//! Core types for FakeScope

use serde::{Deserialize, Serialize};
use std::fmt;
use std::str::FromStr;

/// A dataset/domain a model pair was trained on
#[derive(Debug, Clone, Copy, PartialEq, Eq, Hash, PartialOrd, Ord, Serialize, Deserialize)]
pub enum Domain {
    /// Political and public-statement claims
    #[serde(rename = "LIAR", alias = "liar", alias = "Liar")]
    Liar,

    /// Social-media and viral news
    #[serde(rename = "FakeNewsNet", alias = "fakenewsnet", alias = "FAKENEWSNET")]
    FakeNewsNet,
}

impl Domain {
    /// All supported domains, in presentation order
    pub const ALL: [Domain; 2] = [Domain::Liar, Domain::FakeNewsNet];

    /// Canonical registry key
    pub fn as_str(&self) -> &'static str {
        match self {
            Self::Liar => "LIAR",
            Self::FakeNewsNet => "FakeNewsNet",
        }
    }

    /// Human-readable model name
    pub fn display_name(&self) -> &'static str {
        match self {
            Self::Liar => "LIAR Dataset",
            Self::FakeNewsNet => "FakeNewsNet Dataset",
        }
    }

    /// News category the domain's model is meant for
    pub fn category(&self) -> &'static str {
        match self {
            Self::Liar => "Political / Public Statements",
            Self::FakeNewsNet => "Social Media / Viral News",
        }
    }
}

impl fmt::Display for Domain {
    fn fmt(&self, f: &mut fmt::Formatter<'_>) -> fmt::Result {
        f.write_str(self.as_str())
    }
}

impl FromStr for Domain {
    type Err = crate::Error;

    fn from_str(s: &str) -> Result<Self, Self::Err> {
        match s.trim().to_ascii_lowercase().as_str() {
            "liar" => Ok(Self::Liar),
            "fakenewsnet" => Ok(Self::FakeNewsNet),
            _ => Err(crate::Error::unknown_domain(s)),
        }
    }
}

/// Which models an analysis should run
#[derive(Debug, Clone, Copy, PartialEq, Eq, Serialize, Deserialize)]
#[serde(rename_all = "lowercase")]
pub enum DomainSelection {
    Liar,
    FakeNewsNet,
    Both,
}

impl DomainSelection {
    /// Domains covered by this selection, LIAR first
    pub fn domains(&self) -> &'static [Domain] {
        match self {
            Self::Liar => &[Domain::Liar],
            Self::FakeNewsNet => &[Domain::FakeNewsNet],
            Self::Both => &Domain::ALL,
        }
    }

    /// Label shown to the user when choosing a selection
    pub fn label(&self) -> &'static str {
        match self {
            Self::Liar => "Political / Public Statements (LIAR)",
            Self::FakeNewsNet => "Social Media / Viral News (FakeNewsNet)",
            Self::Both => "Analyze with Both Models",
        }
    }
}

impl Default for DomainSelection {
    fn default() -> Self {
        Self::Liar
    }
}

impl FromStr for DomainSelection {
    type Err = String;

    fn from_str(s: &str) -> Result<Self, Self::Err> {
        match s.trim().to_ascii_lowercase().as_str() {
            "liar" => Ok(Self::Liar),
            "fakenewsnet" | "fnn" => Ok(Self::FakeNewsNet),
            "both" | "all" => Ok(Self::Both),
            other => Err(format!(
                "unknown dataset selection '{}', expected one of: liar, fakenewsnet, both",
                other
            )),
        }
    }
}

/// Per-model verdict
#[derive(Debug, Clone, Copy, PartialEq, Eq, Serialize, Deserialize)]
#[serde(rename_all = "SCREAMING_SNAKE_CASE")]
pub enum Verdict {
    Fake,
    LikelyReal,
}

impl Verdict {
    pub fn is_fake(&self) -> bool {
        matches!(self, Self::Fake)
    }
}

impl fmt::Display for Verdict {
    fn fmt(&self, f: &mut fmt::Formatter<'_>) -> fmt::Result {
        match self {
            Self::Fake => f.write_str("FAKE"),
            Self::LikelyReal => f.write_str("LIKELY REAL"),
        }
    }
}

/// Result of running one domain's model pair over a text
#[derive(Debug, Clone, PartialEq, Serialize, Deserialize)]
pub struct ClassificationResult {
    /// Domain whose models produced this result
    pub domain: Domain,

    /// Verdict derived from the fake probability
    pub verdict: Verdict,

    /// Fake probability as a percentage (0.0-100.0)
    pub fake_probability_percent: f64,
}

impl ClassificationResult {
    /// Create a new classification result
    pub fn new(domain: Domain, verdict: Verdict, fake_probability_percent: f64) -> Self {
        Self {
            domain,
            verdict,
            fake_probability_percent,
        }
    }

    pub fn is_fake(&self) -> bool {
        self.verdict.is_fake()
    }
}

/// Overall risk tier
#[derive(Debug, Clone, Copy, PartialEq, Eq, PartialOrd, Ord, Serialize, Deserialize)]
#[serde(rename_all = "SCREAMING_SNAKE_CASE")]
pub enum RiskTier {
    Low,
    Moderate,
    High,
}

impl RiskTier {
    /// Message shown for the final assessment
    pub fn message(&self) -> &'static str {
        match self {
            Self::High => "Very High Risk of Fake News",
            Self::Moderate => "Moderate Risk - Verification Recommended",
            Self::Low => "Low Risk - Likely Legitimate News",
        }
    }
}

impl fmt::Display for RiskTier {
    fn fmt(&self, f: &mut fmt::Formatter<'_>) -> fmt::Result {
        match self {
            Self::Low => f.write_str("LOW"),
            Self::Moderate => f.write_str("MODERATE"),
            Self::High => f.write_str("HIGH"),
        }
    }
}

/// Risk derived from a set of per-model results
#[derive(Debug, Clone, Copy, PartialEq, Serialize, Deserialize)]
pub struct RiskAssessment {
    pub tier: RiskTier,

    /// Mean fake probability over results flagged FAKE (0.0 when none were)
    pub average_fake_risk: f64,
}
//! Rendering of reports for the terminal

use fakescope_classifiers::AnalysisReport;
use fakescope_core::{Domain, RiskTier};
use serde::Serialize;
use std::path::PathBuf;

/// Caption printed under every text report
pub const DISCLAIMER: &str = "This tool estimates misinformation risk using learned patterns. \
                              It does not guarantee factual correctness.";

/// Load state of one domain's artifacts
#[derive(Debug, Clone, Serialize)]
pub struct ModelStatus {
    pub domain: Domain,
    pub vectorizer: PathBuf,
    pub classifier: PathBuf,
    pub loaded: bool,
    pub detail: String,
}

fn tier_marker(tier: RiskTier) -> &'static str {
    match tier {
        RiskTier::High => "🚨",
        RiskTier::Moderate => "⚠️",
        RiskTier::Low => "✅",
    }
}

/// Human-readable analysis report
pub fn render_report(report: &AnalysisReport) -> String {
    let mut lines = vec![
        format!("Processed text: {}", report.normalized_text),
        String::new(),
        "Model Predictions".to_string(),
    ];

    for result in &report.per_model_results {
        lines.push(String::new());
        lines.push(format!("  {}", result.domain.display_name()));
        lines.push(format!("    Prediction:       {}", result.verdict));
        lines.push(format!(
            "    Fake probability: {:.2}%",
            result.fake_probability_percent
        ));
    }

    for failure in &report.failures {
        lines.push(String::new());
        lines.push(format!("  {}", failure.domain.display_name()));
        lines.push(format!("    Unavailable: {}", failure.message));
    }

    let risk = &report.overall_risk;
    lines.push(String::new());
    lines.push("Final Risk Assessment".to_string());
    lines.push(format!("  {} {}", tier_marker(risk.tier), risk.tier.message()));
    lines.push(format!("  Average fake risk: {:.2}%", risk.average_fake_risk));
    lines.push(String::new());
    lines.push(DISCLAIMER.to_string());

    lines.join("\n")
}

/// Full report as pretty-printed JSON
pub fn render_report_json(report: &AnalysisReport) -> serde_json::Result<String> {
    serde_json::to_string_pretty(report)
}

/// Table of configured domains and their artifact status
pub fn render_models(statuses: &[ModelStatus]) -> String {
    statuses
        .iter()
        .map(|status| {
            let mark = if status.loaded { "✓" } else { "✗" };
            format!(
                "{} {} [{}]\n    vectorizer: {}\n    classifier: {}\n    {}\n",
                mark,
                status.domain.display_name(),
                status.domain.category(),
                status.vectorizer.display(),
                status.classifier.display(),
                status.detail
            )
        })
        .collect()
}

(To do)
Look through the entries and return each line that has the word "alias" in it.

(Response for this exercise)
    #[serde(rename = "LIAR", alias = "liar", alias = "Liar")]
    #[serde(rename = "FakeNewsNet", alias = "fakenewsnet", alias = "FAKENEWSNET")]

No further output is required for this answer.